Tropes used in Ai to Yuuki to Kashiwamochi include:
  • Crowning Moment of Heartwarming - Scoring 200,000 points gives you the best ending, where Ai overcomes death itself, and ends with a picture of Ai munching on the game's third namesake with her mother. And then her image on the title screen shows that she's gotten over the boy in her dreams, to boot!
    • Just bringing Ai back is cause for celebration.
  • Designated Villain - In the end, isn't Yuki just doing his job?
  • Earn Your Happy Ending - You need to score 200,000 points for Ai to completely get over Yuki.
  • Foreshadowing - Even without being told, take a good look at Yuki in the opening movie or the third ending screen. HIS ARM IS SKELETAL. Ending screen 2 also has a skeletal arm but you don't know who it belongs to.
    • When the game over sequence starts and all the candy rains down, let it keep going. A single pill will fall out of the sky in the end. This stops happening after the 50,000 point ending.

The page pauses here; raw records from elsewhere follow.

// src/raster/mod.rs

//! Turns text into a [`GlyphBitmap`] using an outline font.
//!
//! Glyphs are laid out on a single line whose top edge is the font's ascender,
//! so the bitmap usually starts with a few blank rows above the tallest glyph.
//! Those rows become the header band the encoder skips.

mod bitmap;

pub use bitmap::GlyphBitmap;

use crate::core::{TextCircuitError, defaults};
use crate::validation::check_length;
use fontdue::{Font, FontSettings};
use log::{debug, info};
use std::path::{Path, PathBuf};

/// Rasterizes text at a fixed pixel size.
pub struct Rasterizer {
    font: Font,
    px: f32,
    threshold: u8,
    max_length: usize,
}

/// A rasterized glyph positioned on the canvas.
struct PlacedGlyph {
    left: i32,
    top: i32,
    width: usize,
    height: usize,
    coverage: Vec<u8>,
}

impl Rasterizer {
    /// Loads the font at `path` and prepares to rasterize at `px` pixels.
    ///
    /// # Errors
    /// Returns `TextCircuitError::FontUnavailable` if the file cannot be read
    /// or is not a font fontdue can parse.
    pub fn from_file(path: impl AsRef<Path>, px: f32) -> Result<Self, TextCircuitError> {
        let path = path.as_ref();
        let data = std::fs::read(path).map_err(|e| TextCircuitError::FontUnavailable {
            path: path.to_path_buf(),
            reason: e.to_string(),
        })?;
        let rasterizer = Self::parse(data, px, path.to_path_buf())?;
        info!("Loaded font {} at {}px", path.display(), px);
        Ok(rasterizer)
    }

    /// Parses an in-memory font.
    pub fn from_bytes(data: &[u8], px: f32) -> Result<Self, TextCircuitError> {
        Self::parse(data, px, PathBuf::from("<memory>"))
    }

    fn parse<D>(data: D, px: f32, origin: PathBuf) -> Result<Self, TextCircuitError>
    where
        D: std::ops::Deref<Target = [u8]>,
    {
        let settings = FontSettings {
            scale: px,
            ..FontSettings::default()
        };
        let font = Font::from_bytes(data, settings).map_err(|e| TextCircuitError::FontUnavailable {
            path: origin,
            reason: e.to_string(),
        })?;
        Ok(Self {
            font,
            px,
            threshold: defaults::INK_THRESHOLD,
            max_length: defaults::MAX_TEXT_LENGTH,
        })
    }

    /// Sets the coverage at or above which a pixel counts as ink.
    pub fn with_threshold(mut self, threshold: u8) -> Self {
        self.threshold = threshold;
        self
    }

    /// Sets the longest text accepted by [`Rasterizer::rasterize`].
    pub fn with_max_length(mut self, max_length: usize) -> Self {
        self.max_length = max_length;
        self
    }

    /// Pixel size the text is rendered at.
    pub fn px(&self) -> f32 {
        self.px
    }

    /// The loaded font, for drawing labels with the same face.
    pub fn font(&self) -> &Font {
        &self.font
    }

    /// Renders `text` into a bitmap exactly large enough to hold it.
    ///
    /// The width covers the pen advance of the whole string and any ink past
    /// it. The height reaches from the ascender line to the lowest ink pixel,
    /// and is at least the ascent.
    ///
    /// # Errors
    /// * `TextCircuitError::NoInput` if `text` is empty.
    /// * `TextCircuitError::InputTooLong` if `text` exceeds the maximum length.
    ///   This is checked before anything is rasterized.
    pub fn rasterize(&self, text: &str) -> Result<GlyphBitmap, TextCircuitError> {
        if text.is_empty() {
            return Err(TextCircuitError::NoInput);
        }
        check_length(text, Some(self.max_length))?;

        let ascent = self
            .font
            .horizontal_line_metrics(self.px)
            .map(|m| m.ascent)
            .unwrap_or(self.px);
        let baseline = ascent.round() as i32;

        let mut glyphs = Vec::with_capacity(text.len());
        let mut pen_x = 0.0f32;
        let mut previous: Option<char> = None;
        for ch in text.chars() {
            if let Some(kern) = previous.and_then(|p| self.font.horizontal_kern(p, ch, self.px)) {
                pen_x += kern;
            }
            if !self.font.has_glyph(ch) {
                debug!("No glyph for {:?}, drawing the fallback glyph", ch);
            }
            let (metrics, coverage) = self.font.rasterize(ch, self.px);
            glyphs.push(PlacedGlyph {
                left: pen_x.round() as i32 + metrics.xmin,
                top: baseline - metrics.ymin - metrics.height as i32,
                width: metrics.width,
                height: metrics.height,
                coverage,
            });
            pen_x += metrics.advance_width;
            previous = Some(ch);
        }

        let bitmap = compose(&glyphs, pen_x, ascent, self.threshold);
        debug!(
            "Rasterized {:?} into {}x{} pixels ({} ink)",
            text,
            bitmap.width(),
            bitmap.height(),
            bitmap.ink_count()
        );
        Ok(bitmap)
    }
}

/// Lays `glyphs` onto a canvas exactly large enough to hold them.
///
/// The width is the larger of the pen `advance` and the rightmost ink column.
/// The height is the larger of `ascent` and the lowest ink row. Ink left of
/// column 0 or above row 0 is clipped.
fn compose(glyphs: &[PlacedGlyph], advance: f32, ascent: f32, threshold: u8) -> GlyphBitmap {
    let ink_right = glyphs.iter().map(|g| g.left + g.width as i32).max().unwrap_or(0);
    let ink_bottom = glyphs.iter().map(|g| g.top + g.height as i32).max().unwrap_or(0);
    let width = (advance.ceil() as i32).max(ink_right).max(1) as usize;
    let height = (ascent.ceil() as i32).max(ink_bottom).max(1) as usize;

    let mut bitmap = GlyphBitmap::new(width, height);
    for glyph in glyphs {
        composite(&mut bitmap, glyph, threshold);
    }
    bitmap
}

fn composite(bitmap: &mut GlyphBitmap, glyph: &PlacedGlyph, threshold: u8) {
    if glyph.width == 0 {
        return;
    }
    for (y, row) in glyph.coverage.chunks(glyph.width).enumerate() {
        let r = glyph.top + y as i32;
        if r < 0 {
            continue;
        }
        for (x, &value) in row.iter().enumerate() {
            let c = glyph.left + x as i32;
            if c >= 0 && value >= threshold {
                bitmap.set_ink(r as usize, c as usize, true);
            }
        }
    }
}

  • Grim Reaper - Yuki is a shinigami.
  • Grotesque Cute - Yuki.
  • Interface Screw - As you progress, the sweets on the title screen become medical supplies. And Yuki becomes a skeleton. And then there were none.
  • Lighter and Softer - Compared to Irisu Syndrome, anyway.
  • Meaningful Name - Ai mainly means love. Yuki, ironically, means courage. (Alternatively, it means "snow," depending on the kanji.)
  • Mood Whiplash - There's no warning that Ai is slowly dying. It looks happy, and then you progress and the tiles on the title screen start turning into syringes and pills while story segments point out how ill Ai-chan is. Also the music played during the game over sequence is rather melancholy considering how bright and cheerful the rest of the music is.
  • Multiple Endings - There's 5 ending screens, and three total endings. One bad, one where Ai just can't let go, and a happy one.
  • Nintendo Hard - Looks easy enough at first, but if you can't figure out how to combo correctly, you have no hope of being able to get enough points to get anything better than the worst possible ending.
  • Nothing Is Scarier - After the 13th game over , Ai and Yuki are completely removed from the game. The pause screen and animated introduction also changes to reflect this. Also if you get the 50,000 point ending, but have yet to achieve the 200,000 point ending, Ai looks as though Yuki is still in the scenes- although Yuki does appear in the animated introduction.
  • Player Punch - No matter how many points you had before, you're going to get the bad ending. And then you're going to play like hell to get Ai back.
  • Scary Surprise Party - The ending to Kashiwa Mochi Kai. Ai's mother disappearing and the various spooky pictures you unlock all turn out to have mundane explanations.
  • Scoring Points - 50,000 for the Bittersweet Ending and 200,000 for the Happy Ending. Also up to 50,000 points, you get one of three screens that indicate your performance.
  • Soundtrack Dissonance - The same cheery music will keep playing even on that screen on the top of the page. Even when Ai vanishes it'll be playing.
  • Sugar Bowl: Kind of. There's plenty of sweets, but the main colors of the environment in Ai's dream is brown and orange-ish..
  • Surprise Creepy
  • Tastes Like Diabetes - And has it, if Ai-chan's illness is any indication.
  • Tear Jerker - The Bad Ending.
  • The Stinger - Once you do well enough, Kashiwamochi tiles are added to the game. Yuki moving away from his usual position in the Bad Ending reveals that a hospital was there all along. The hospital will then vanish after getting 50,000 points, replaced by Ai returning.
  • Thirteen Is Death - Fail 13 times and the usual game over rains medical supplies instead of sweets. And then they fall away and Yuki, now a skeleton, takes Ai away. Also playing the game after the 12th game over will give you the title screen at the top of the page.